RDP DPRD dan Pemkot, Balikpapan Pertimbangkan Lockdown
Foto: Tribun Kaltim
KLIKKALTIM.COM - Wakil Ketua DPRD Balikpapan Sabaruddin Panrecalle SS mengatakan, ada kesepakatan antara Pemkot Balikpapan dan DPRD Balikpapan terkait status kota menghadapi ancaman virus corona.
Hal itu diungkapkan Sabaruddin saat jeda Rapat Dengar Pendapat (RDP) bersama sejumlah Organisasi Perangkat Daerah (OPD) dan Pemerintah Kota (Pemkot) Balikpapan terkait penanganan penyebaran virus corona (Covid-19) yang saat ini mewabah d Kota Balikpapan, Jumat (27/3/2020).
RDP yang berlangsung di ruang rapat gabungan kantor DPRD Balikpapan dihadiri Badan Penanggulangan Bencana Daerah (BPBD) Balikpapan, Dinas Kesehatan Kota (DKK) Balikpapan dan sejumlah OPD terkait.
DPRD dan Pemkot, kata dia, sepakat untuk melaksanakan surat edaran Presiden Nomor 3 Tahun 2020. Ini merujuk pada Instruksi Presiden (Inspres) Nomor 4 Tahun 2020 tentang penggunaan aggaran dan refocussing (memfokuskan kembali) kebijakan tentang penanganan Covid-19.
Ada beberapa hal yang saat ini disepakati DPRD dan Pemkot Balikpapan, kesepakatan tersebut tidak membicarakan tentang penanganan. Tetapi action (tindakan) yang harus segera dilakukan.

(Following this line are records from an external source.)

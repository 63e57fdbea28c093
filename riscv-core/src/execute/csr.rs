//! `csrrw`/`csrrs`/`csrrc{i}`, `spec.md` §4.3 "CSR" and §7's minstret/mcycle inhibition rule.

use crate::csr::num;
use crate::decode::{DecodedInst, Opcode};
use crate::hart::{read_csr, write_csr};
use crate::registers::Specifier;
use crate::xlen::Xlen;

use super::{Executor, StepOutcome};

/// `spec.md` §4.3: "compute `prev` by reading the CSR (trap ILLEGAL_INST on read-fail); compute
/// `next` by the op; if the op would write and the source mask is nonzero, write `next`; then
/// `x[rd] = prev`."
///
/// `Hart::step` unconditionally increments `mcycle` after dispatch and increments `retired` on a
/// `Continue` outcome (this instruction's outcome is always `Continue` when it doesn't trap); a
/// write that lands on the tied `mcycle`/`minstret` pair decrements here to compensate, so the net
/// effect is the value the instruction actually wrote, `spec.md` §7.
pub fn csr_op<X: Xlen>(ex: &mut Executor<X>, inst: &DecodedInst) -> StepOutcome {
    let number = inst.op2 as u16;

    if ex.state.csr.is_debug_only(number) && !ex.state.debug_mode {
        return ex.illegal();
    }

    // Privileged ISA: CSR bits [9:8] give the minimum privilege required to access it.
    let required = ((number >> 8) & 0b11) as u8;
    if ex.state.privilege.bits() < required {
        return ex.illegal();
    }

    let prev = match read_csr::<X>(ex.state, ex.config, number) {
        Ok(value) => value,
        Err(_) => return ex.illegal(),
    };

    let is_immediate = matches!(inst.id, Opcode::CsrRwi | Opcode::CsrRsi | Opcode::CsrRci);
    let source = if is_immediate {
        inst.op1 as u64 & 0x1F
    } else {
        X::to_u64(ex.state.registers.x(Specifier::from_u5(inst.op1 as u8)))
    };

    let always_writes = matches!(inst.id, Opcode::CsrRw | Opcode::CsrRwi);
    if always_writes || source != 0 {
        // CSR bits [11:10] of `0b11` mark a read-only CSR; a write there is illegal regardless of
        // whether the computed value would differ from `prev`.
        if (number >> 10) & 0b11 == 0b11 {
            return ex.illegal();
        }
        let next = match inst.id {
            Opcode::CsrRw | Opcode::CsrRwi => source,
            Opcode::CsrRs | Opcode::CsrRsi => prev | source,
            Opcode::CsrRc | Opcode::CsrRci => prev & !source,
            _ => unreachable!("csr_op dispatched a non-CSR opcode"),
        };
        if write_csr::<X>(ex.state, number, next).is_err() {
            return ex.illegal();
        }
        match number {
            num::MCYCLE => ex.state.mcycle = ex.state.mcycle.wrapping_sub(1),
            num::MINSTRET => ex.state.retired = ex.state.retired.wrapping_sub(1),
            _ => {}
        }
    }

    ex.state.registers.set_x(inst.rd(), X::to_unsigned(prev));
    StepOutcome::Continue
}

#[cfg(test)]
mod tests {
    use super::*;
    use crate::hart::{Hart, HartConfig};
    use crate::memory::{Memory, PageAttributes};
    use crate::xlen::Rv64;

    fn runnable_memory() -> Memory {
        let mut mem = Memory::new(1 << 16, 1 << 16, 4096).unwrap();
        mem.set_page_attributes(
            0,
            mem.size(),
            PageAttributes { mapped: true, read: true, write: true, exec: true, ..Default::default() },
        );
        mem
    }

    fn encode_csrrw(rd: u8, rs1: u8, csr: u16) -> u32 {
        ((csr as u32) << 20) | ((rs1 as u32) << 15) | (0b001 << 12) | ((rd as u32) << 7) | 0x73
    }

    fn encode_csrrci(rd: u8, uimm: u8, csr: u16) -> u32 {
        ((csr as u32) << 20) | ((uimm as u32 & 0x1F) << 15) | (0b111 << 12) | ((rd as u32) << 7) | 0x73
    }

    #[test]
    fn csrrw_swaps_value_and_reads_prior() {
        let mut hart = Hart::<Rv64>::new(HartConfig::default());
        let mut memory = runnable_memory();
        memory.write(0, &encode_csrrw(6, 5, num::MSCRATCH).to_le_bytes()).unwrap();
        hart.poke_csr(num::MSCRATCH, 0x11);
        hart.poke_int_reg(5, 0x22);

        let outcome = hart.step(&mut memory);
        assert_eq!(outcome, StepOutcome::Continue);
        assert_eq!(hart.peek_int_reg(6), 0x11);
        assert_eq!(hart.peek_csr(num::MSCRATCH).0, 0x22);
    }

    #[test]
    fn csrrci_with_zero_immediate_does_not_write() {
        let mut hart = Hart::<Rv64>::new(HartConfig::default());
        let mut memory = runnable_memory();
        memory.write(0, &encode_csrrci(7, 0, num::MSCRATCH).to_le_bytes()).unwrap();
        hart.poke_csr(num::MSCRATCH, 0x55);

        let outcome = hart.step(&mut memory);
        assert_eq!(outcome, StepOutcome::Continue);
        assert_eq!(hart.peek_int_reg(7), 0x55);
        assert_eq!(hart.peek_csr(num::MSCRATCH).0, 0x55);
    }

    #[test]
    fn csrrw_on_minstret_is_not_clobbered_by_auto_increment() {
        let mut hart = Hart::<Rv64>::new(HartConfig::default());
        let mut memory = runnable_memory();
        memory.write(0, &encode_csrrw(0, 5, num::MINSTRET).to_le_bytes()).unwrap();
        hart.poke_int_reg(5, 100);

        let outcome = hart.step(&mut memory);
        assert_eq!(outcome, StepOutcome::Continue);
        assert_eq!(hart.peek_csr(num::MINSTRET).0, 100);
    }
}
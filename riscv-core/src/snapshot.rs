//! Persisted whole-simulation snapshots: `spec.md` §4.7's `snapshotRun` and the save/load
//! round-trip implied by §6's `peek*`/`poke*` surface extended to the whole address space.
//!
//! Distinct from `space_time::SpaceTime`'s in-process undo history (used by `Hart::what_if_step`,
//! see `hart.rs`): that mechanism is a cheap structural clone meant to live only as long as one
//! hypothetical step. This module is for serializing a running simulation to disk and reloading
//! it later, grounded on `willmccallion-rvsim`'s use of `serde` for its own save-state format (the
//! teacher itself has no persisted snapshot format; see `DESIGN.md`).

use serde::{Deserialize, Serialize};
use space_time::Allocator;

use crate::csr::num::CsrNumber;
use crate::hart::Hart;
use crate::memory::Memory;
use crate::privilege::PrivilegeLevel;
use crate::xlen::Xlen;

/// One hart's architectural state, `spec.md` §3's "Architectural state". Execution auxiliaries
/// (decode cache, load/store queues, load reservation) are transient dispatch bookkeeping and are
/// rebuilt fresh on restore rather than persisted, the same way [`Hart::reset`] leaves them.
#[derive(Debug, Clone, Serialize, Deserialize)]
pub struct HartSnapshot {
    pub pc: u64,
    pub int_regs: [u64; 32],
    pub fp_regs: [u64; 32],
    pub csrs: Vec<(CsrNumber, u64)>,
    pub privilege: PrivilegeLevel,
    pub mcycle: u64,
    pub retired: u64,
    pub debug_mode: bool,
}

impl HartSnapshot {
    /// Captures every CSR number the hart was configured with (`HartConfig::csrs`), via
    /// [`Hart::peek_csr`] so tied CSRs (`mcycle`/`minstret`/`mhartid`) come along correctly.
    pub fn capture<X: Xlen, A: Allocator>(hart: &Hart<X, A>) -> Self {
        let csrs = hart
            .config()
            .csrs
            .iter()
            .map(|(number, _)| (*number, hart.peek_csr(*number).0))
            .collect();
        Self {
            pc: hart.peek_pc(),
            int_regs: std::array::from_fn(|i| hart.peek_int_reg(i as u8)),
            fp_regs: std::array::from_fn(|i| hart.peek_fp_reg(i as u8)),
            csrs,
            privilege: hart.privilege(),
            mcycle: hart.mcycle(),
            retired: hart.retired(),
            debug_mode: hart.is_debug_mode(),
        }
    }

    /// Restores this capture onto `hart` via the same `poke*` surface a debug harness would use.
    pub fn restore<X: Xlen, A: Allocator>(&self, hart: &mut Hart<X, A>) {
        hart.poke_pc(self.pc);
        for (i, value) in self.int_regs.iter().enumerate() {
            hart.poke_int_reg(i as u8, *value);
        }
        for (i, value) in self.fp_regs.iter().enumerate() {
            hart.poke_fp_reg(i as u8, *value);
        }
        for (number, value) in &self.csrs {
            hart.poke_csr(*number, *value);
        }
        hart.set_privilege(self.privilege);
        hart.set_mcycle(self.mcycle);
        hart.set_retired(self.retired);
        hart.set_debug_mode_raw(self.debug_mode);
    }
}

/// A full capture of one [`Memory`]'s contents, `spec.md` §6 `peekMemory`/`pokeMemory` extended to
/// the whole address space. Kept dense (not page-sparse) for the same reason documented on
/// [`Memory::snapshot_bytes`]: the `pristine` page flag is not a reliable "has content" signal.
#[derive(Debug, Clone, Serialize, Deserialize)]
pub struct MemorySnapshot {
    pub bytes: Vec<u8>,
}

impl MemorySnapshot {
    pub fn capture(memory: &Memory) -> Self {
        Self { bytes: memory.snapshot_bytes() }
    }

    pub fn restore(&self, memory: &mut Memory) {
        memory.restore_bytes(&self.bytes);
    }
}

/// A point-in-time capture of a whole simulation: every hart plus shared memory, `spec.md` §4.7
/// `snapshotRun`.
#[derive(Debug, Clone, Serialize, Deserialize)]
pub struct Snapshot {
    pub harts: Vec<HartSnapshot>,
    pub memory: MemorySnapshot,
}

impl Snapshot {
    pub fn capture<X: Xlen, A: Allocator>(harts: &[Hart<X, A>], memory: &Memory) -> Self {
        Self {
            harts: harts.iter().map(HartSnapshot::capture).collect(),
            memory: MemorySnapshot::capture(memory),
        }
    }

    /// Restores every hart in `harts` from the corresponding entry in this snapshot and `memory`
    /// from [`Self::memory`]. Panics if `harts.len()` does not match the captured hart count; a
    /// mismatch means the caller reloaded a snapshot against a differently-configured simulation,
    /// which is a harness bug rather than an architectural condition.
    pub fn restore<X: Xlen, A: Allocator>(&self, harts: &mut [Hart<X, A>], memory: &mut Memory) {
        assert_eq!(harts.len(), self.harts.len(), "snapshot hart count does not match");
        for (hart, captured) in harts.iter_mut().zip(&self.harts) {
            captured.restore(hart);
        }
        self.memory.restore(memory);
    }
}

#[cfg(test)]
mod tests {
    use super::*;
    use crate::hart::HartConfig;
    use crate::xlen::Rv64;

    #[test]
    fn hart_snapshot_round_trips_registers_and_csrs() {
        let mut hart = Hart::<Rv64>::new(HartConfig { reset_pc: 0x8000_0000, ..HartConfig::default() });
        hart.poke_int_reg(5, 0x1234);
        hart.poke_csr(crate::csr::num::MSCRATCH, 0xABCD);
        let snap = HartSnapshot::capture(&hart);

        hart.poke_int_reg(5, 0);
        hart.poke_csr(crate::csr::num::MSCRATCH, 0);
        snap.restore(&mut hart);

        assert_eq!(hart.peek_int_reg(5), 0x1234);
        assert_eq!(hart.peek_csr(crate::csr::num::MSCRATCH).0, 0xABCD);
    }

    #[test]
    fn memory_snapshot_round_trips_bytes() {
        let mut memory = Memory::new(4096, 4096, 4096).unwrap();
        memory.set_page_attributes(
            0,
            memory.size(),
            crate::memory::PageAttributes { mapped: true, read: true, write: true, ..Default::default() },
        );
        memory.write(0x10, &[1, 2, 3, 4]).unwrap();
        let snap = MemorySnapshot::capture(&memory);

        memory.write(0x10, &[0, 0, 0, 0]).unwrap();
        snap.restore(&mut memory);

        assert_eq!(memory.read(0x10, 4).unwrap(), vec![1, 2, 3, 4]);
    }
}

"Tidak lagi berbicara daerah mana saja yang harus disterilkan, tetapi berbicara seluruh kawasan yang ada di Balikpapan," kata dia.
Sabaruddin menambahkan bahwa saat ini DPRD dan Pemkot tengah mengagendakan secara teknis waktu untuk mensterilkan Balikpapapan secara keseluruhan, yang nantinya dari 6 Kecamatan, 34 Kelurahan serta RT dan komponen lainnya bergerak serentak untuk mensterilkan kota Balikpapan.
“Dari 6 Kecamatan dan 34 Kelurahan semua serentak bergerak mensterilkan Balikpapan, atau bahasanya saat ini Balikpapan akan ‘lockdown’ dalam beberapa hari,” tambahnya.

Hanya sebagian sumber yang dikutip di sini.